We are still in lockdown, but restrictions on some services should be lifted in the coming weeks. For now, we are treating only emergent and urgent cases. We spend 1 week at SNEC and the next at the makeshift hospital in the convention center.
We continue to hold weekly journal clubs and lab meeting updates via Zoom (Zoom Video Communications). There are now high numbers of Zoom meetings, sometimes five per day. We also have weekly SNEC task force meetings, but our weekly speciality faculty online courses are temporarily paused during the lockdown. Many new models for dissemination are being explored, as we hope to come out of this period soon. Nevertheless, security of online information sharing is paramount, especially when patient data are discussed.
Only one SNEC staff member contracted COVID-19, and luckily that person has recovered.
We have had a lot of contact with colleagues in other countries, especially Italy, where we sent some PPE to help with that country’s shortage. We also authored an editorial published in Ophthalmology on preparedness among ophthalmologists.2 A particularly useful part of the editorial was a table showing what measures are being taken by ophthalmologists themselves and also for patients from nine centers around the world.
CONCLUSION
After lockdown, we plan to further change the way we practice. We are exploring more ways to reduce patients’ time in the hospital. We will be transitioning to video consultations for certain visits. And we are fast-tracking and expanding some ongoing initiatives such as virtual clinics, especially in our glaucoma and retina services.
We hope to resume elective cataract surgery at the end of lockdown because the risk of aerosol transmission of the virus with this procedure is small. Some higher-risk procedures such as oculoplastic surgery and general anesthesia cases will undergo more stringent assessments.

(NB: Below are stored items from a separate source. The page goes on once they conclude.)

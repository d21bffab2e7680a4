use image::{Rgba, RgbaImage};

use super::*;

fn speck() -> RgbaImage {
    let mut src = RgbaImage::from_pixel(5, 5, Rgba([10, 10, 10, 255]));
    src.put_pixel(2, 2, Rgba([250, 250, 250, 255]));
    src
}

fn run(src: &RgbaImage, stat: LocalStat, size: i32) -> RgbaImage {
    let mut dst = RgbaImage::new(src.width(), src.height());
    local_filter(src, &mut dst, stat, size);
    dst
}

#[test]
fn even_sizes_round_down_to_odd() {
    assert_eq!(effective_size(4), 3);
    assert_eq!(effective_size(5), 5);
    assert_eq!(effective_size(2), 1);
}

#[test]
fn median_removes_isolated_speck() {
    let out = run(&speck(), LocalStat::Median, 3);
    assert!(out.pixels().all(|p| p[0] == 10));
}

#[test]
fn minimum_erodes_and_maximum_dilates() {
    let min = run(&speck(), LocalStat::Minimum, 3);
    assert_eq!(min.get_pixel(2, 2)[0], 10);

    let max = run(&speck(), LocalStat::Maximum, 3);
    assert_eq!(max.get_pixel(2, 1)[0], 250);
    assert_eq!(max.get_pixel(1, 2)[0], 250);
    // Disk kernel: diagonal neighbours are outside radius 1.
    assert_eq!(max.get_pixel(1, 1)[0], 10);
}

#[test]
fn mean_averages_the_disk() {
    let out = run(&speck(), LocalStat::Mean, 3);
    // Centre plus four neighbours: (250 + 4 * 10) / 5 = 58.
    assert_eq!(out.get_pixel(2, 2)[0], 58);
}

#[test]
fn size_one_is_identity() {
    let src = speck();
    assert_eq!(run(&src, LocalStat::Maximum, 1), src);
    assert_eq!(run(&src, LocalStat::Maximum, 2), src);
}

#[test]
fn huge_size_reaches_the_far_corner() {
    let mut src = RgbaImage::from_pixel(5, 5, Rgba([10, 10, 10, 255]));
    src.put_pixel(0, 0, Rgba([250, 10, 10, 255]));
    let out = run(&src, LocalStat::Maximum, i32::MAX);
    assert!(out.pixels().all(|p| p[0] == 250));
    assert_eq!(disk_offsets(i32::MAX, 5, 5).len(), 81);
}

At the time of this writing, there have been more than 20,000 confirmed COVID-19 cases in Singapore. Fortunately, there have been only 20 deaths. One thing is for sure: The way we practice medicine will change as a result of this experience, and we are hopeful that some of the changes will be for the better for our specialty.
1. Corona Help. https://corona.help. Accessed May 29, 2020.
2. Olivia Li JP, Shantha J, Wong TY, et al. Preparedness among ophthalmologists: During and beyond the COVID-19 pandemic. Ophthalmology. 2020;127(5):569-572.